TO DO: Every single entry below should be reproduced verbatim.

** PROVIDED RECORDS follows **

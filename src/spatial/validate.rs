//! Coordinate and radius parsing for incoming requests.

use crate::error::SearchError;
use crate::models::GeoPoint;

/// Parse and validate a latitude/longitude pair given as raw strings.
///
/// Surrounding whitespace is ignored. Anything that is not a finite real in
/// range is rejected with [`SearchError::InvalidCoordinates`].
pub fn validate_coordinates(latitude: &str, longitude: &str) -> Result<GeoPoint, SearchError> {
    let parse = |raw: &str| {
        raw.trim().parse::<f64>().map_err(|_| {
            SearchError::InvalidCoordinates(
                "Invalid coordinate format. Please provide valid numbers for latitude and longitude."
                    .to_string(),
            )
        })
    };

    let lat = parse(latitude)?;
    let lon = parse(longitude)?;
    GeoPoint::new(lat, lon)
}

/// Parse a search radius in kilometres. Must be a finite positive number.
pub fn validate_radius(raw: &str) -> Result<f64, SearchError> {
    let radius = raw
        .trim()
        .parse::<f64>()
        .map_err(|_| SearchError::InvalidRadius(format!("'{}' is not a number", raw)))?;
    check_radius(radius)
}

pub fn check_radius(radius_km: f64) -> Result<f64, SearchError> {
    if radius_km.is_finite() && radius_km > 0.0 {
        Ok(radius_km)
    } else {
        Err(SearchError::InvalidRadius(format!(
            "Radius must be a positive number of kilometers (got {})",
            radius_km
        )))
    }
}

#[cfg(test)]
mod tests {
    use super::*;

    #[test]
    fn test_valid_pairs_accepted() {
        for (lat, lon) in [("0", "0"), ("-90", "180"), ("90", "-180"), (" 12.5 ", "77.25")] {
            assert!(validate_coordinates(lat, lon).is_ok(), "{} {}", lat, lon);
        }
    }

    #[test]
    fn test_invalid_pairs_rejected() {
        for (lat, lon) in [
            ("91", "0"),
            ("0", "180.01"),
            ("abc", "0"),
            ("", "0"),
            ("NaN", "0"),
            ("0", "inf"),
        ] {
            assert!(
                matches!(
                    validate_coordinates(lat, lon),
                    Err(SearchError::InvalidCoordinates(_))
                ),
                "{} {}",
                lat,
                lon
            );
        }
    }

    #[test]
    fn test_radius() {
        assert_eq!(validate_radius("10"), Ok(10.0));
        assert_eq!(validate_radius("0.5"), Ok(0.5));
        assert!(matches!(validate_radius("0"), Err(SearchError::InvalidRadius(_))));
        assert!(matches!(validate_radius("-5"), Err(SearchError::InvalidRadius(_))));
        assert!(matches!(validate_radius("far"), Err(SearchError::InvalidRadius(_))));
        assert!(check_radius(f64::NAN).is_err());
    }
}
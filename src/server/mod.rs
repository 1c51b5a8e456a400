//! HTTP API.

mod handlers;

use std::sync::Arc;

use axum::{
    routing::{get, post},
    Router,
};
use tower_http::cors::CorsLayer;
use tower_http::trace::TraceLayer;

use crate::store::MemoryStore;

pub use handlers::{ApiError, SearchResult};

/// Application state shared across handlers
pub struct AppState {
    pub store: MemoryStore,
    pub default_radius_km: f64,
}

impl AppState {
    pub fn new(store: MemoryStore, default_radius_km: f64) -> Self {
        Self {
            store,
            default_radius_km,
        }
    }
}

/// Build the router
pub fn router(state: Arc<AppState>) -> Router {
    Router::new()
        .route("/health", get(handlers::health))
        .route("/v1/entities", post(handlers::create_entity))
        .route("/v1/entities/search", get(handlers::search_entities))
        .route("/v1/listings", post(handlers::create_listing))
        .route("/v1/listings/search", get(handlers::search_listings))
        .layer(CorsLayer::permissive())
        .layer(TraceLayer::new_for_http())
        .with_state(state)
}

** End of PROVIDED RECORDS **

SOLUTION FOR THIS PROBLEM:
filename src/spatial/validate.rs
//! Coordinate and radius parsing for incoming requests.

use crate::error::SearchError;
use crate::models::GeoPoint;

/// Parse and validate a latitude/longitude pair given as raw strings.
///
/// Surrounding whitespace is ignored. Anything that is not a finite real in
/// range is rejected with [`SearchError::InvalidCoordinates`].
pub fn validate_coordinates(latitude: &str, longitude: &str) -> Result<GeoPoint, SearchError> {
    let parse = |raw: &str| {
        raw.trim().parse::<f64>().map_err(|_| {
            SearchError::InvalidCoordinates(
                "Invalid coordinate format. Please provide valid numbers for latitude and longitude."
                    .to_string(),
            )
        })
    };

    let lat = parse(latitude)?;
    let lon = parse(longitude)?;
    GeoPoint::new(lat, lon)
}

/// Parse a search radius in kilometres. Must be a finite positive number.
pub fn validate_radius(raw: &str) -> Result<f64, SearchError> {
    let radius = raw
        .trim()
        .parse::<f64>()
        .map_err(|_| SearchError::InvalidRadius(format!("'{}' is not a number", raw)))?;
    check_radius(radius)
}

pub fn check_radius(radius_km: f64) -> Result<f64, SearchError> {
    if radius_km.is_finite() && radius_km > 0.0 {
        Ok(radius_km)
    } else {
        Err(SearchError::InvalidRadius(format!(
            "Radius must be a positive number of kilometers (got {})",
            radius_km
        )))
    }
}

#[cfg(test)]
mod tests {
    use super::*;

    #[test]
    fn test_valid_pairs_accepted() {
        for (lat, lon) in [("0", "0"), ("-90", "180"), ("90", "-180"), (" 12.5 ", "77.25")] {
            assert!(validate_coordinates(lat, lon).is_ok(), "{} {}", lat, lon);
        }
    }

    #[test]
    fn test_invalid_pairs_rejected() {
        for (lat, lon) in [
            ("91", "0"),
            ("0", "180.01"),
            ("abc", "0"),
            ("", "0"),
            ("NaN", "0"),
            ("0", "inf"),
        ] {
            assert!(
                matches!(
                    validate_coordinates(lat, lon),
                    Err(SearchError::InvalidCoordinates(_))
                ),
                "{} {}",
                lat,
                lon
            );
        }
    }

    #[test]
    fn test_radius() {
        assert_eq!(validate_radius("10"), Ok(10.0));
        assert_eq!(validate_radius("0.5"), Ok(0.5));
        assert!(matches!(validate_radius("0"), Err(SearchError::InvalidRadius(_))));
        assert!(matches!(validate_radius("-5"), Err(SearchError::InvalidRadius(_))));
        assert!(matches!(validate_radius("far"), Err(SearchError::InvalidRadius(_))));
        assert!(check_radius(f64::NAN).is_err());
    }
}
filename src/server/mod.rs
repository 1c51b5a8e456a400
//! HTTP API.

mod handlers;

use std::sync::Arc;

use axum::{
    routing::{get, post},
    Router,
};
use tower_http::cors::CorsLayer;
use tower_http::trace::TraceLayer;

use crate::store::MemoryStore;

pub use handlers::{ApiError, SearchResult};

/// Application state shared across handlers
pub struct AppState {
    pub store: MemoryStore,
    pub default_radius_km: f64,
}

impl AppState {
    pub fn new(store: MemoryStore, default_radius_km: f64) -> Self {
        Self {
            store,
            default_radius_km,
        }
    }
}

/// Build the router
pub fn router(state: Arc<AppState>) -> Router {
    Router::new()
        .route("/health", get(handlers::health))
        .route("/v1/entities", post(handlers::create_entity))
        .route("/v1/entities/search", get(handlers::search_entities))
        .route("/v1/listings", post(handlers::create_listing))
        .route("/v1/listings/search", get(handlers::search_listings))
        .layer(CorsLayer::permissive())
        .layer(TraceLayer::new_for_http())
        .with_state(state)
}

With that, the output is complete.